## WHAT NEEDS TO BE DONE
Filter these entries down to the lines that hold the word "style", and show each of them.
BEGIN EXTRACTED RECORDS
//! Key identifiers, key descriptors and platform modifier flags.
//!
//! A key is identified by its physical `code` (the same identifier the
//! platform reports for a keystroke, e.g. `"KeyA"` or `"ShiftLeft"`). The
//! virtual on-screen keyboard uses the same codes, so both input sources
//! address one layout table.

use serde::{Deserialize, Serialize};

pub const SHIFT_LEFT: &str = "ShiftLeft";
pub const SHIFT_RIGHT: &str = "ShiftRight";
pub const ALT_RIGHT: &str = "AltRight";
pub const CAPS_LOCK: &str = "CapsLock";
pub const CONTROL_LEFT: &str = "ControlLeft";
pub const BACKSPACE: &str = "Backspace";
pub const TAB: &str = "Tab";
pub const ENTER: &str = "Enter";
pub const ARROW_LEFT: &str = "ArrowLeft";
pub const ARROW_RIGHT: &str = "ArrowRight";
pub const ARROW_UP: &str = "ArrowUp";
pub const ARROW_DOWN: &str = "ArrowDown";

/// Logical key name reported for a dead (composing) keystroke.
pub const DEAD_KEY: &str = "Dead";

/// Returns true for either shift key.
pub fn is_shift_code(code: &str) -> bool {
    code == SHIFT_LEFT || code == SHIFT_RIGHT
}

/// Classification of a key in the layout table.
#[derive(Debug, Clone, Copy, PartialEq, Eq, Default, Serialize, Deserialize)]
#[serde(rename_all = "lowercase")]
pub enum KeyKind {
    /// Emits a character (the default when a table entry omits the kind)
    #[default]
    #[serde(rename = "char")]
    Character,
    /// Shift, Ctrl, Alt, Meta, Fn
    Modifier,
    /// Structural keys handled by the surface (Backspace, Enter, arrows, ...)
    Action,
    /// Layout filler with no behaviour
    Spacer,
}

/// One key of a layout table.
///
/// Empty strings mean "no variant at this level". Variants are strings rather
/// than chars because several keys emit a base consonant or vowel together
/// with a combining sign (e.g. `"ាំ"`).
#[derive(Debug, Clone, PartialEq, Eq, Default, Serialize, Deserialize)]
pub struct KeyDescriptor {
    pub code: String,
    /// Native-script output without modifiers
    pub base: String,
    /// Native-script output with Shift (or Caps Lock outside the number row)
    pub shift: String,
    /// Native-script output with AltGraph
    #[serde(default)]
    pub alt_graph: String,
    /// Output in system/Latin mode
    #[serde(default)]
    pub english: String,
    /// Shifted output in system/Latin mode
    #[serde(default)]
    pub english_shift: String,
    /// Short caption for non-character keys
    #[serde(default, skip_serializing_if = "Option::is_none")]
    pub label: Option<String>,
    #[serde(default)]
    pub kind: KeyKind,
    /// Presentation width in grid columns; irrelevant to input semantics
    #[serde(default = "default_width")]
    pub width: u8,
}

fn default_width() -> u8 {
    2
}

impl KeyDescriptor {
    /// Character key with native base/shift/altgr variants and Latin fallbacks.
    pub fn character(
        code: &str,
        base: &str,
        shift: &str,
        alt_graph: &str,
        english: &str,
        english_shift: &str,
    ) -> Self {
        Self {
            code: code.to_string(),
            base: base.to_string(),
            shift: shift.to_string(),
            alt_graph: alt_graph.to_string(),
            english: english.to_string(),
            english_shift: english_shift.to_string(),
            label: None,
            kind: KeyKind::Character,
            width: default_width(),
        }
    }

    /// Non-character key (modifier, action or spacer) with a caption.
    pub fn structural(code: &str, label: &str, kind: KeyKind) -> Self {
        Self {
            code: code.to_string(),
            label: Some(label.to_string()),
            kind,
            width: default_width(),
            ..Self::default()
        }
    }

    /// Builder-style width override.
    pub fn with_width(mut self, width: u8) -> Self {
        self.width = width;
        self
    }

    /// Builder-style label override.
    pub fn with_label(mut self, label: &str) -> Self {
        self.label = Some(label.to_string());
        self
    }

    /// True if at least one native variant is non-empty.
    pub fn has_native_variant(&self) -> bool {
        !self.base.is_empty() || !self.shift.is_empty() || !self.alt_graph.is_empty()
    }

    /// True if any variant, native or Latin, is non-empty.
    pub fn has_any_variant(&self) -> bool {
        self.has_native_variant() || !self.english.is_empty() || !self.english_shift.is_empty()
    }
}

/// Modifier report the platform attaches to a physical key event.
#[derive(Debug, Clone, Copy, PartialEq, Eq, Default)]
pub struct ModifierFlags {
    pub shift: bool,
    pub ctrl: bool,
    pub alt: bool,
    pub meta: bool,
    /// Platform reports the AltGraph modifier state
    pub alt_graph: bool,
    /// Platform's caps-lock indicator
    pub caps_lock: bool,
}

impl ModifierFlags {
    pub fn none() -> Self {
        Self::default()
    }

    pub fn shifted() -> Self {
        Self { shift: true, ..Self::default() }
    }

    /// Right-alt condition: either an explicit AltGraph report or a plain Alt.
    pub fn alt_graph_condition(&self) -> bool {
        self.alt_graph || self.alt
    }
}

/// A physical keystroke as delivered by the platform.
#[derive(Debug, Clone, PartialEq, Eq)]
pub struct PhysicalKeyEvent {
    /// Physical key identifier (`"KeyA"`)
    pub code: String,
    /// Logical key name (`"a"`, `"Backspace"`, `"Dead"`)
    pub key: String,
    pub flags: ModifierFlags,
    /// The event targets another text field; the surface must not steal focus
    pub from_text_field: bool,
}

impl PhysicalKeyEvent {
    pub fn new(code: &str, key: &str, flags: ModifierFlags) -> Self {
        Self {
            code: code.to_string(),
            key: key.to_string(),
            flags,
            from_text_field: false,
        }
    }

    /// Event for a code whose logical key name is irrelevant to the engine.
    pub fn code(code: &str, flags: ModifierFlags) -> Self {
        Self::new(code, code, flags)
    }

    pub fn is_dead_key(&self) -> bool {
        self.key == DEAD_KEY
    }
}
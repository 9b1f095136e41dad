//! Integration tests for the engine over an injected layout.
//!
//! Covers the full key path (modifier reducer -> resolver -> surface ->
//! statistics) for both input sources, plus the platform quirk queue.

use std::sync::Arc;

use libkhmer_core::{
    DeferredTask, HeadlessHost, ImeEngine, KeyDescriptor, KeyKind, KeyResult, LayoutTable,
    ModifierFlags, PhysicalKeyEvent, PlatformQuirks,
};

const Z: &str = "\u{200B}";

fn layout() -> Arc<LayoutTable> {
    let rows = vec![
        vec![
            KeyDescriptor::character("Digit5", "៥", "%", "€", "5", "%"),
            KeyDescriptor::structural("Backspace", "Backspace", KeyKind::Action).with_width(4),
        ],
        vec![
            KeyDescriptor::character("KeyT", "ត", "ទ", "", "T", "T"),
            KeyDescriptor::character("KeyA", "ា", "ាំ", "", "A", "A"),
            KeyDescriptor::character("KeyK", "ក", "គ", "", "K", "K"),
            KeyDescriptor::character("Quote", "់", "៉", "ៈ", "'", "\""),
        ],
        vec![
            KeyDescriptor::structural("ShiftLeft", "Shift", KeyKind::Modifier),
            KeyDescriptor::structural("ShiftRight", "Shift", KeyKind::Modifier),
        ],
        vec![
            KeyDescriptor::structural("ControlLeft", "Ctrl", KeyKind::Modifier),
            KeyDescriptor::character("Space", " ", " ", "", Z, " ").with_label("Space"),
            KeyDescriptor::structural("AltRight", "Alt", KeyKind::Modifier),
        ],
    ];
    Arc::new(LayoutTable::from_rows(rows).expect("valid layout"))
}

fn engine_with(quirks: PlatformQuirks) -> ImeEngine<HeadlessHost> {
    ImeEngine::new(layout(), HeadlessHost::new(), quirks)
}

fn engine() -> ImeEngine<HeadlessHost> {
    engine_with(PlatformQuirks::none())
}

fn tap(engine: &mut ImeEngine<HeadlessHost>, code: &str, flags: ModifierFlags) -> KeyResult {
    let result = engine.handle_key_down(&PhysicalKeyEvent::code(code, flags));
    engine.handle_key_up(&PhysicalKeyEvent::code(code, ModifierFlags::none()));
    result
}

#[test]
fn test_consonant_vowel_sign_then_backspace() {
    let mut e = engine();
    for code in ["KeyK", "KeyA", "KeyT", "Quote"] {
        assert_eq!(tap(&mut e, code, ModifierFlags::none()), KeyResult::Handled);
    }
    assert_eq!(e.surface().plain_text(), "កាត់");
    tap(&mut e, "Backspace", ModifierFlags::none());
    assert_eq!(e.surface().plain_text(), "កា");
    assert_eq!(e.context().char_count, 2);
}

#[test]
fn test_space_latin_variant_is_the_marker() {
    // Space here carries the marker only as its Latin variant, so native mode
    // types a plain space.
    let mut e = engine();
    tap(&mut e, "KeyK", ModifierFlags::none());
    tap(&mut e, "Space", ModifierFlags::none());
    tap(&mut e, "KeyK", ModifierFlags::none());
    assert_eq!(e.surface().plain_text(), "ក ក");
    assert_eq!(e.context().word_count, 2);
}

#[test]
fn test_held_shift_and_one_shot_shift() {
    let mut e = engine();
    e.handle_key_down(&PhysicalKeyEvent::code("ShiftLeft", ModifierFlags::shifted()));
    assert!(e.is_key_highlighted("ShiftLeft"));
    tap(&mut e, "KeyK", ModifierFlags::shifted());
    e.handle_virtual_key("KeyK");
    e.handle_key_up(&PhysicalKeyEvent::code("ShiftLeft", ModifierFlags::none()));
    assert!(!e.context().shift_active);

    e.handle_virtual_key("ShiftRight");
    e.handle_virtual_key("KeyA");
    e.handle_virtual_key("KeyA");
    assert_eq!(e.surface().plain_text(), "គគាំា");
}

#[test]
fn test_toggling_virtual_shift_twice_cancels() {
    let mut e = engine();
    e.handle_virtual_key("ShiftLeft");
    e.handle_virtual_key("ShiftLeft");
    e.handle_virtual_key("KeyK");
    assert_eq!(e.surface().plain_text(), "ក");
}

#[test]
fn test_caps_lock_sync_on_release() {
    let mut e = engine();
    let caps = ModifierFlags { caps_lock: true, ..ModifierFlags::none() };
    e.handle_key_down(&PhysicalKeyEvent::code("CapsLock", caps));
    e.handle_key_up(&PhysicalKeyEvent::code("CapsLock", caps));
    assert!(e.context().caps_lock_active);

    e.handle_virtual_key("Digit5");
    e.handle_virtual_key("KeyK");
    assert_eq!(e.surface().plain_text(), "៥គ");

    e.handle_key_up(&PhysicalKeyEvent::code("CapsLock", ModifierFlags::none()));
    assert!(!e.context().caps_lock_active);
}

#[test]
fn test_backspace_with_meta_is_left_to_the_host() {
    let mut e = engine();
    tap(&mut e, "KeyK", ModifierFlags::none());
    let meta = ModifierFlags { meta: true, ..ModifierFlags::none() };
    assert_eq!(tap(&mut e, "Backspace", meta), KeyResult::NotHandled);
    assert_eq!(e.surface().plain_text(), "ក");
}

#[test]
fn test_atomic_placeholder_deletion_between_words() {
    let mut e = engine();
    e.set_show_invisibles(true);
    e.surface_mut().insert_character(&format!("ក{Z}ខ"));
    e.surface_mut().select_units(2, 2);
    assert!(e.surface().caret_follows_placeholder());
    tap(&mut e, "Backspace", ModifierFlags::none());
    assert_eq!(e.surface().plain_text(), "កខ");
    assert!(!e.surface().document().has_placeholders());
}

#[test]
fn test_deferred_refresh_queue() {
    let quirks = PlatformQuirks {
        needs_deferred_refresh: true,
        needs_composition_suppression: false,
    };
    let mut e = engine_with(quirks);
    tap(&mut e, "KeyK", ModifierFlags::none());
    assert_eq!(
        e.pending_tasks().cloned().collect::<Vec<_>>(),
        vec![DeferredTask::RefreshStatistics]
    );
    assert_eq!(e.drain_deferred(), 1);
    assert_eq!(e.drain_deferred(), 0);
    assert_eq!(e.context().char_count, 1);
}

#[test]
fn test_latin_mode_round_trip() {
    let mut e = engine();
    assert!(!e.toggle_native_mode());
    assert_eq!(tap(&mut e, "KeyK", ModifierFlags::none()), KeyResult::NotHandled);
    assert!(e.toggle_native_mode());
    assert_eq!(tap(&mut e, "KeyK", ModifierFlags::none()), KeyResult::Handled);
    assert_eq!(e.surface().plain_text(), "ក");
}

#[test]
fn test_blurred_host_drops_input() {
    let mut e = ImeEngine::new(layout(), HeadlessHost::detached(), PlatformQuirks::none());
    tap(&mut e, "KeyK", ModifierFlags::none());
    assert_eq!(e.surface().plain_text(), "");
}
END EXTRACTED RECORDS
## YOUR SOLUTION
    /// Builder-style width override.
    /// Builder-style label override.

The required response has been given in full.